Apple verdient sehr viel Geld mit Musik, iTunes ist inzwischen die größte und erfolgreichste Musikplattform. 30 % der Kosten gehen immer an Apple. Auch im App-Shop, für das es 1400000 Apps gibt, alle von anderen geschrieben. Dort sind das allerdings nur Peanats, einige Hunderte von Millionen Dollar, weil 90 % der Apps kostenlos sind.

Apple ist der erste Anbieter von Smartphones, der bei den Telefon- oder Internetgebühren mitverdient. A&T oder T-Mobile müssen auch ungefähr 30 % an Apple zahlen. Es gibt mehr als 40 Millionen iPhones weltweit.

Beim iPad selbst wird Apple nicht viel verdienen, der Preis ist sehr knapp kalkuliert, aber bei den Inhalten, wieder 30 %, also 5 Dollar pro Buch.

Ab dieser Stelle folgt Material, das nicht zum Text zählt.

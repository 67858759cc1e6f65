//! The boolean condition tree and its evaluation protocol.
//!
//! A [`BooleanCondition`] is a closed sum of `And`, `Or`, and `Leaf`
//! nodes. Composition never mutates: `and`/`or` allocate a new node over
//! the operands. Evaluation is strictly sequential and depth-first with
//! short-circuiting, and every evaluated leaf links its result to the one
//! evaluated immediately before it, so walking the final result's chain
//! replays the walk in reverse.
//!
//! A leaf never raises out of `evaluate`: missing data, a missing
//! evaluator, an evaluator error, or an observed cancellation all become a
//! failed [`ConditionResult`] carrying the error.

use std::sync::Arc;
use std::time::{Duration, Instant};

use tracing::{trace, warn};

use crate::condition::{Condition, LeafCondition};
use crate::context::ConditionData;
use crate::error::RuleError;
use crate::evaluator::{CancellationToken, EvaluatorResolver};
use crate::events::{EventPublisher, RuleEvent};
use crate::message;
use crate::results::ConditionResult;

/// A node of a condition tree.
#[derive(Clone)]
pub enum BooleanCondition {
    And(Box<BooleanCondition>, Box<BooleanCondition>),
    Or(Box<BooleanCondition>, Box<BooleanCondition>),
    Leaf(Arc<dyn LeafCondition>),
}

impl BooleanCondition {
    /// Conjoin: the right operand runs only if this one succeeds.
    pub fn and(self, right: impl Into<BooleanCondition>) -> Self {
        BooleanCondition::And(Box::new(self), Box::new(right.into()))
    }

    /// Disjoin: the right operand runs only if this one fails.
    pub fn or(self, right: impl Into<BooleanCondition>) -> Self {
        BooleanCondition::Or(Box::new(self), Box::new(right.into()))
    }

    /// Evaluate this subtree, chaining onto `previous`.
    ///
    /// The returned result is the subtree's decisive leaf result; its
    /// [`result_chain`](ConditionResult::result_chain) links every leaf
    /// evaluated before it, most recent first.
    pub fn evaluate(
        &self,
        resolver: &dyn EvaluatorResolver,
        data: &ConditionData,
        publisher: Option<&dyn EventPublisher>,
        previous: Option<ConditionResult>,
        cancel: Option<&CancellationToken>,
    ) -> ConditionResult {
        match self {
            BooleanCondition::And(left, right) => {
                let left_result = left.evaluate(resolver, data, publisher, previous, cancel);
                if !left_result.success {
                    return left_result;
                }
                right.evaluate(resolver, data, publisher, Some(left_result), cancel)
            }
            BooleanCondition::Or(left, right) => {
                let left_result = left.evaluate(resolver, data, publisher, previous, cancel);
                if left_result.success {
                    return left_result;
                }
                right.evaluate(resolver, data, publisher, Some(left_result), cancel)
            }
            BooleanCondition::Leaf(leaf) => {
                evaluate_leaf(leaf.as_ref(), resolver, data, publisher, previous, cancel)
            }
        }
    }

    /// Reconstruct a structurally identical, fully independent tree.
    pub fn deep_clone(&self) -> Result<BooleanCondition, RuleError> {
        match self {
            BooleanCondition::And(left, right) => Ok(BooleanCondition::And(
                Box::new(left.deep_clone()?),
                Box::new(right.deep_clone()?),
            )),
            BooleanCondition::Or(left, right) => Ok(BooleanCondition::Or(
                Box::new(left.deep_clone()?),
                Box::new(right.deep_clone()?),
            )),
            BooleanCondition::Leaf(leaf) => leaf
                .clone_leaf()
                .map(BooleanCondition::Leaf)
                .map_err(|e| RuleError::InvalidNode(e.to_string())),
        }
    }
}

impl<T: 'static> From<Condition<T>> for BooleanCondition {
    fn from(condition: Condition<T>) -> Self {
        BooleanCondition::Leaf(Arc::new(condition))
    }
}

impl std::fmt::Debug for BooleanCondition {
    fn fmt(&self, f: &mut std::fmt::Formatter<'_>) -> std::fmt::Result {
        match self {
            BooleanCondition::And(l, r) => f.debug_tuple("And").field(l).field(r).finish(),
            BooleanCondition::Or(l, r) => f.debug_tuple("Or").field(l).field(r).finish(),
            BooleanCondition::Leaf(leaf) => f.debug_tuple("Leaf").field(&leaf.name()).finish(),
        }
    }
}

fn evaluate_leaf(
    leaf: &dyn LeafCondition,
    resolver: &dyn EvaluatorResolver,
    data: &ConditionData,
    publisher: Option<&dyn EventPublisher>,
    previous: Option<ConditionResult>,
    cancel: Option<&CancellationToken>,
) -> ConditionResult {
    let started = Instant::now();
    let tenant = data.tenant().to_string();

    // Cancellation aborts the leaf before any work, including data
    // resolution.
    if cancel.is_some_and(CancellationToken::is_cancelled) {
        return failed_leaf(leaf, None, tenant, RuleError::Cancelled, previous, started);
    }

    let Some(context) = data.resolve(leaf.name(), leaf.context_type()) else {
        let error = RuleError::DataContextNotFound {
            condition: leaf.name().to_string(),
        };
        return failed_leaf(leaf, None, tenant, error, previous, started);
    };
    let snapshot = context.snapshot().clone();

    let Some(evaluator) = resolver.resolve(leaf.evaluator_name(), leaf.context_type()) else {
        let error = RuleError::EvaluatorNotFound {
            evaluator: leaf.evaluator_name().to_string(),
            context_type: leaf.context_type().name().to_string(),
        };
        return failed_leaf(leaf, Some(snapshot), tenant, error, previous, started);
    };

    let evaluation_started = Instant::now();
    let outcome = evaluator.evaluate(leaf, context);
    let evaluation_duration = evaluation_started.elapsed();

    let mut errors = Vec::new();
    if let Some(error) = outcome.error {
        errors.push(error);
    }

    let failure_message = if outcome.success {
        String::new()
    } else if !outcome.failure_message.is_empty() {
        outcome.failure_message
    } else {
        message::render(leaf.failure_message(), Some(&snapshot))
    };

    if let (Some(descriptor), Some(publisher)) = (leaf.event(), publisher) {
        if descriptor.trigger.matches(outcome.success) {
            match RuleEvent::new(
                descriptor,
                leaf.name(),
                outcome.success,
                failure_message.clone(),
                &tenant,
                Some(snapshot.clone()),
            ) {
                Ok(event) => publisher.publish(event),
                Err(error) => {
                    warn!(condition = leaf.name(), %error, "event construction failed");
                    errors.push(error);
                }
            }
        }
    }

    trace!(
        condition = leaf.name(),
        success = outcome.success,
        "condition evaluated"
    );

    ConditionResult {
        condition_name: leaf.name().to_string(),
        context_type: leaf.context_type().name().to_string(),
        expression: leaf.expression().to_string(),
        data: Some(snapshot),
        evaluator: leaf.evaluator_name().to_string(),
        success: outcome.success,
        failure_message,
        evaluation_duration,
        total_duration: started.elapsed(),
        tenant,
        result_chain: previous.map(Box::new),
        errors,
    }
}

fn failed_leaf(
    leaf: &dyn LeafCondition,
    data: Option<serde_json::Value>,
    tenant: String,
    error: RuleError,
    previous: Option<ConditionResult>,
    started: Instant,
) -> ConditionResult {
    ConditionResult {
        condition_name: leaf.name().to_string(),
        context_type: leaf.context_type().name().to_string(),
        expression: leaf.expression().to_string(),
        data,
        evaluator: leaf.evaluator_name().to_string(),
        success: false,
        failure_message: error.to_string(),
        evaluation_duration: Duration::ZERO,
        total_duration: started.elapsed(),
        tenant,
        result_chain: previous.map(Box::new),
        errors: vec![error],
    }
}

Apple hat weltweit 125 Millionen Kunden, die ihre Kreditkarte dort registriert haben und mit einem Klick einkaufen, meist bei iTunes und 2009 damit einen Umsatz von mehr als 50 Milliarden Dollar gemacht. Analysten rechnen mit 3 bis 6 Millionen iPads im ersten Jahr, auch hier wird der Umsatz vorwiegend über die Inhalte kommen, Zeitungen und Bücher.

Apple verdient also in erster Linie an den Inhalten. Obwohl der Verkauf von iPods im letzten Quartal rückläufig war, haben die Gewinne alle Erwartungen übertroffen.

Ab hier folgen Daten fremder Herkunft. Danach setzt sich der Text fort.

//! Rules: ordered condition sets evaluated with short-circuit OR.

use std::time::Instant;

use tracing::debug;

use crate::context::DEFAULT_TENANT;
use crate::error::RuleError;
use crate::evaluator::EvaluationContext;
use crate::events::{EventDescriptor, RuleEvent};
use crate::results::{ConditionSetResult, RuleResult};
use crate::set::ConditionSet;

/// Locale identifier applied when none is given.
pub const DEFAULT_LOCALE: &str = "en-GB";

/// A named, tenant-scoped list of condition sets with a failure value.
///
/// Sets are tried in insertion order and the first passing set decides
/// the rule; its value becomes the rule's payload. When every set fails,
/// the rule fails with its declared failure value.
#[derive(Debug, Clone)]
pub struct Rule<V> {
    name: String,
    failure_value: V,
    tenant: String,
    locale: String,
    disabled: bool,
    sets: Vec<ConditionSet<V>>,
    event: Option<EventDescriptor>,
}

impl<V: Clone> Rule<V> {
    /// Build a rule over its first condition set. Rejects a blank name.
    pub fn new(
        name: impl Into<String>,
        failure_value: V,
        first_set: ConditionSet<V>,
    ) -> Result<Self, RuleError> {
        let name = name.into().trim().to_string();
        if name.is_empty() {
            return Err(RuleError::InvalidCondition(
                "rule name must not be empty".to_string(),
            ));
        }
        Ok(Self {
            name,
            failure_value,
            tenant: DEFAULT_TENANT.to_string(),
            locale: DEFAULT_LOCALE.to_string(),
            disabled: false,
            sets: vec![first_set],
            event: None,
        })
    }

    /// Append a set tried when every earlier one fails.
    pub fn or_condition_set(mut self, set: ConditionSet<V>) -> Self {
        self.sets.push(set);
        self
    }

    /// Scope the rule to a tenant.
    pub fn with_tenant(mut self, tenant: impl Into<String>) -> Self {
        self.tenant = tenant.into();
        self
    }

    /// Scope the rule to a locale.
    pub fn with_locale(mut self, locale: impl Into<String>) -> Self {
        self.locale = locale.into();
        self
    }

    /// Enable or disable the rule.
    pub fn with_disabled(mut self, disabled: bool) -> Self {
        self.disabled = disabled;
        self
    }

    /// Attach a rule-level event descriptor.
    pub fn with_event(mut self, event: EventDescriptor) -> Self {
        self.event = Some(event);
        self
    }

    pub fn name(&self) -> &str {
        &self.name
    }

    pub fn failure_value(&self) -> &V {
        &self.failure_value
    }

    pub fn tenant(&self) -> &str {
        &self.tenant
    }

    pub fn locale(&self) -> &str {
        &self.locale
    }

    pub fn is_disabled(&self) -> bool {
        self.disabled
    }

    /// The condition sets, in insertion order.
    pub fn condition_sets(&self) -> &[ConditionSet<V>] {
        &self.sets
    }

    /// Rule-level event descriptor, if any.
    pub fn event(&self) -> Option<&EventDescriptor> {
        self.event.as_ref()
    }

    /// Evaluate the rule.
    ///
    /// A disabled rule short-circuits to a successful result carrying the
    /// failure value, without validating data or resolver. Otherwise sets
    /// run in insertion order until one passes, each result chained onto
    /// the one before it; a matching rule-level event is raised after the
    /// loop, and its construction failure is captured, never thrown.
    pub fn evaluate(&self, context: &EvaluationContext<'_>) -> Result<RuleResult<V>, RuleError> {
        let started = Instant::now();

        if self.disabled {
            debug!(rule = %self.name, "rule disabled, skipping evaluation");
            return Ok(RuleResult::disabled(
                &self.name,
                self.failure_value.clone(),
                &self.tenant,
                started.elapsed(),
            ));
        }

        context.data()?;
        context.resolver()?;

        let mut head: Option<ConditionSetResult<V>> = None;
        for set in &self.sets {
            let mut result = set.evaluate(context)?;
            if let Some(previous) = head.take() {
                result.set_previous(previous);
            }
            let success = result.success;
            head = Some(result);
            if success {
                break;
            }
        }

        // The constructor guarantees at least one set.
        let Some(head) = head else {
            return Err(RuleError::MissingConditionSets {
                rule: self.name.clone(),
            });
        };
        let mut result = RuleResult::aggregate(
            &self.name,
            self.failure_value.clone(),
            &self.tenant,
            started.elapsed(),
            head,
        );

        if let (Some(descriptor), Some(publisher)) = (&self.event, context.publisher()) {
            if descriptor.trigger.matches(result.success) {
                let message = result.failure_messages.join("; ");
                match RuleEvent::new(
                    descriptor,
                    &self.name,
                    result.success,
                    message,
                    &self.tenant,
                    None,
                ) {
                    Ok(event) => publisher.publish(event),
                    Err(error) => result.push_error(error),
                }
            }
        }

        // Stamp the wall-clock elapsed last so event construction counts.
        result.total_duration = started.elapsed();
        debug!(
            rule = %self.name,
            success = result.success,
            evaluations = result.evaluation_count,
            final_set = %result.final_set_name,
            "rule evaluated"
        );
        Ok(result)
    }

    /// Reconstruct an independent copy, deep-cloning every set's tree.
    /// Rules handed to a cache go through this so cached copies are safe
    /// to reuse across evaluations.
    pub fn deep_clone(&self) -> Result<Self, RuleError> {
        let sets = self
            .sets
            .iter()
            .map(ConditionSet::deep_clone)
            .collect::<Result<Vec<_>, _>>()?;
        Ok(Self {
            name: self.name.clone(),
            failure_value: self.failure_value.clone(),
            tenant: self.tenant.clone(),
            locale: self.locale.clone(),
            disabled: self.disabled,
            sets,
            event: self.event.clone(),
        })
    }
}

#[cfg(test)]
mod tests {
    use super::*;
    use crate::condition::Condition;
    use crate::context::{ConditionData, ContextType};
    use crate::evaluator::{Evaluator, PredicateEvaluator};
    use crate::events::TriggerPolicy;
    use crate::tree::BooleanCondition;
    use serde::Serialize;
    use std::sync::{Arc, Mutex};

    #[derive(Serialize)]
    struct Customer {
        age: u32,
        country: String,
    }

    fn resolver(_name: &str, _context: ContextType) -> Option<Arc<dyn Evaluator>> {
        Some(Arc::new(PredicateEvaluator))
    }

    fn data(age: u32, country: &str) -> ConditionData {
        ConditionData::single(Customer {
            age,
            country: country.to_string(),
        })
        .unwrap()
    }

    fn set(name: &str, value: f64, expression: &str) -> ConditionSet<f64> {
        let condition =
            Condition::<Customer>::new(format!("{name}Cond"), expression).unwrap();
        ConditionSet::new(name, value, BooleanCondition::from(condition)).unwrap()
    }

    fn discount_rule() -> Rule<f64> {
        Rule::new("Discount", 0.0, set("Seniors", 0.25, "age >= 65"))
            .unwrap()
            .or_condition_set(set("Adults", 0.10, "age >= 18"))
    }

    #[test]
    fn test_first_passing_set_wins() {
        let rule = discount_rule();
        let data = data(70, "UK");
        let context = EvaluationContext::new()
            .with_resolver(&resolver)
            .with_data(&data);

        let result = rule.evaluate(&context).unwrap();
        assert!(result.success);
        assert_eq!(result.final_set_name, "Seniors");
        assert_eq!(*result.result_value(), 0.25);
        assert_eq!(result.evaluation_count, 1);
        assert!(result.set_results.unwrap().previous().is_none());
    }

    #[test]
    fn test_failing_set_falls_through_and_chains() {
        let rule = discount_rule();
        let data = data(30, "UK");
        let context = EvaluationContext::new()
            .with_resolver(&resolver)
            .with_data(&data);

        let result = rule.evaluate(&context).unwrap();
        assert!(result.success);
        assert_eq!(result.final_set_name, "Adults");
        assert_eq!(*result.result_value(), 0.10);
        // Both sets evaluated one leaf each.
        assert_eq!(result.evaluation_count, 2);
        let head = result.set_results.unwrap();
        assert_eq!(head.previous().unwrap().set_name, "Seniors");
    }

    #[test]
    fn test_all_sets_fail() {
        let rule = discount_rule();
        let data = data(10, "UK");
        let context = EvaluationContext::new()
            .with_resolver(&resolver)
            .with_data(&data);

        let result = rule.evaluate(&context).unwrap();
        assert!(!result.success);
        assert_eq!(*result.result_value(), 0.0);
        assert_eq!(result.final_set_name, "Adults");
        assert_eq!(result.evaluation_count, 2);
        assert_eq!(result.failure_messages.len(), 2);
    }

    #[test]
    fn test_disabled_rule_short_circuits() {
        let rule = discount_rule().with_disabled(true);
        // No data, no resolver: a disabled rule must not validate inputs.
        let context = EvaluationContext::new();

        let result = rule.evaluate(&context).unwrap();
        assert!(result.disabled);
        assert!(result.success);
        assert_eq!(result.evaluation_count, 0);
        assert_eq!(*result.result_value(), 0.0);
        assert!(result.set_results.is_none());
    }

    #[test]
    fn test_validation_fails_fast() {
        let rule = discount_rule();
        let context = EvaluationContext::new().with_resolver(&resolver);
        assert!(matches!(
            rule.evaluate(&context),
            Err(RuleError::NoConditionData)
        ));
    }

    #[test]
    fn test_rule_level_event() {
        let seen: Arc<Mutex<Vec<RuleEvent>>> = Arc::new(Mutex::new(Vec::new()));
        let sink = Arc::clone(&seen);
        let publisher = move |event: RuleEvent| {
            sink.lock().unwrap().push(event);
        };

        let rule = discount_rule()
            .with_event(EventDescriptor::new("DiscountDenied", TriggerPolicy::OnFailure));
        let data = data(10, "UK");
        let context = EvaluationContext::new()
            .with_resolver(&resolver)
            .with_data(&data)
            .with_publisher(&publisher);

        let result = rule.evaluate(&context).unwrap();
        assert!(!result.success);
        let events = seen.lock().unwrap();
        assert_eq!(events.len(), 1);
        assert_eq!(events[0].event_type, "DiscountDenied");
        assert_eq!(events[0].source, "Discount");
        assert!(!events[0].message.is_empty());
    }

    #[test]
    fn test_rule_event_construction_failure_is_captured() {
        let publisher = |_event: RuleEvent| {};
        let rule = discount_rule()
            .with_event(EventDescriptor::new(" ", TriggerPolicy::OnSuccessOrFailure));
        let data = data(70, "UK");
        let context = EvaluationContext::new()
            .with_resolver(&resolver)
            .with_data(&data)
            .with_publisher(&publisher);

        let result = rule.evaluate(&context).unwrap();
        assert!(result.success);
        assert!(matches!(
            result.errors.as_slice(),
            [RuleError::EventDispatch { .. }]
        ));
    }

    #[test]
    fn test_defaults_and_builders() {
        let rule = discount_rule();
        assert_eq!(rule.tenant(), DEFAULT_TENANT);
        assert_eq!(rule.locale(), DEFAULT_LOCALE);
        assert!(!rule.is_disabled());

        let rule = rule.with_tenant("acme").with_locale("en-US");
        assert_eq!(rule.tenant(), "acme");
        assert_eq!(rule.locale(), "en-US");
    }

    #[test]
    fn test_chain_previous_rule_result() {
        let rule = discount_rule();
        let data = data(70, "UK");
        let context = EvaluationContext::new()
            .with_resolver(&resolver)
            .with_data(&data);

        let first = rule.evaluate(&context).unwrap();
        let mut second = rule.evaluate(&context).unwrap();
        second.chain_previous(first);
        assert_eq!(second.previous().unwrap().rule_name, "Discount");
    }

    #[test]
    fn test_deep_clone_evaluates_identically() {
        let rule = discount_rule();
        let clone = rule.deep_clone().unwrap();
        let data = data(30, "UK");
        let context = EvaluationContext::new()
            .with_resolver(&resolver)
            .with_data(&data);

        let original = rule.evaluate(&context).unwrap();
        let cloned = clone.evaluate(&context).unwrap();
        assert_eq!(original.success, cloned.success);
        assert_eq!(original.evaluation_count, cloned.evaluation_count);
        assert_eq!(original.final_set_name, cloned.final_set_name);
    }
}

Dieser Beitrag wurde bereits 2 mal editiert, zuletzt von »Alaska« (1. Februar 2010, 11:04)


12

Montag, 1. Februar 2010, 11:23

Zitat

Beim iPad selbst wird Apple nicht viel verdienen

Das günstigste Apple iPad kostet in den USA 499 US-Dollar. Apple kostet die Produktion und Fertigung nach Berechnungen des Analysten Brian Marshall von Broadpoint Amtech rund 270 US-Dollar. http://www.golem.de/1002/72773.html


iSuppli estimates that Apple has reduced the Bill-Of-Materials (BOM) cost for the new $199 retail-priced 4Gbyte nano to $72.24
http://www.appleinsider.com/articles/06/…ed_at_72_u.html

= 126$ Reingewinn

12.600.000.000 Gewinn durch Ipod nano

8.500.000.000 Brutto einnahmen Lieder (da sind auch alle alten Ipods dabei und Ipod touch und iPhone)

13

Montag, 1. Februar 2010, 11:29

Die Zahlen kommen mir aber sehr spekulativ vor. Dann sollte man schon eher in die veröffentlichten Geschäftberichte sehen. Und was meinst Du mit "Gewinn"? Das sind doch nicht die Beträge, die von allem bereinigt, übrigbleiben.

Dieser Beitrag wurde bereits 1 mal editiert, zuletzt von »Alaska« (1. Februar 2010, 11:37)


ebookman

E-Book Beginner

Beiträge: 7

Wohnort: Osnabrück

  • Nachricht senden

14

Montag, 1. Februar 2010, 18:42

Amazon gibt nach

Bei teltarif lese ich gerade, dass Amazon jetzt nachgegeben hat und Preise von 13 bis 15 $ toleriert. Amazon will nicht auf die Bücher des MacMillan Verlages verzichten.

15

Montag, 1. Februar 2010, 19:02

Bei teltarif lese ich gerade, dass Amazon jetzt nachgegeben hat und Preise von 13 bis 15 $ toleriert. Amazon will nicht auf die Bücher des MacMillan Verlages verzichten.


Guckst du Beitrag Nr. 10 ;)

16

Montag, 1. Februar 2010, 19:46

Ich bin mal gespannt, ob die Leser, wie in den Kindle Foren angekündigt, wirklich MacMillan Bücher meiden werden und so Amazon den Rücken stärken.